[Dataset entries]
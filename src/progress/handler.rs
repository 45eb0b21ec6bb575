//! Progress handler trait and events

use std::time::Duration;

/// Events emitted while a stack is generated
#[derive(Debug, Clone)]
pub enum ProgressEvent {
    /// Run started
    Started { project: String, components: usize },

    PhaseStarted { phase: String },

    PhaseComplete { phase: String, duration: Duration },

    /// Stack compatibility checked
    ValidationComplete { warnings: usize, errors: usize },

    /// A component wrote its files
    ComponentGenerated { component: String, files: usize },

    /// A component's generate hook failed; the run continues
    ComponentFailed { component: String, error: String },

    /// Run completed, possibly with component failures
    Completed { files: usize, duration: Duration },

    /// Run aborted before generation
    Failed { errors: Vec<String> },
}

/// Trait for handling progress events during a run
pub trait ProgressHandler: Send + Sync {
    /// Called when a progress event occurs
    fn on_progress(&self, event: &ProgressEvent);
}

/// No-op handler that ignores all events
#[derive(Debug, Default, Clone, Copy)]
pub struct NoOpHandler;

impl ProgressHandler for NoOpHandler {
    fn on_progress(&self, _event: &ProgressEvent) {
        // Intentionally empty
    }
}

# Work request
Here the answer is the exact run of lines above, from the line with "progress event occurs" down to the last, and nothing else.

# Output of the task
    /// Called when a progress event occurs
    fn on_progress(&self, event: &ProgressEvent);
}

/// No-op handler that ignores all events
#[derive(Debug, Default, Clone, Copy)]
pub struct NoOpHandler;

impl ProgressHandler for NoOpHandler {
    fn on_progress(&self, _event: &ProgressEvent) {
        // Intentionally empty
    }
}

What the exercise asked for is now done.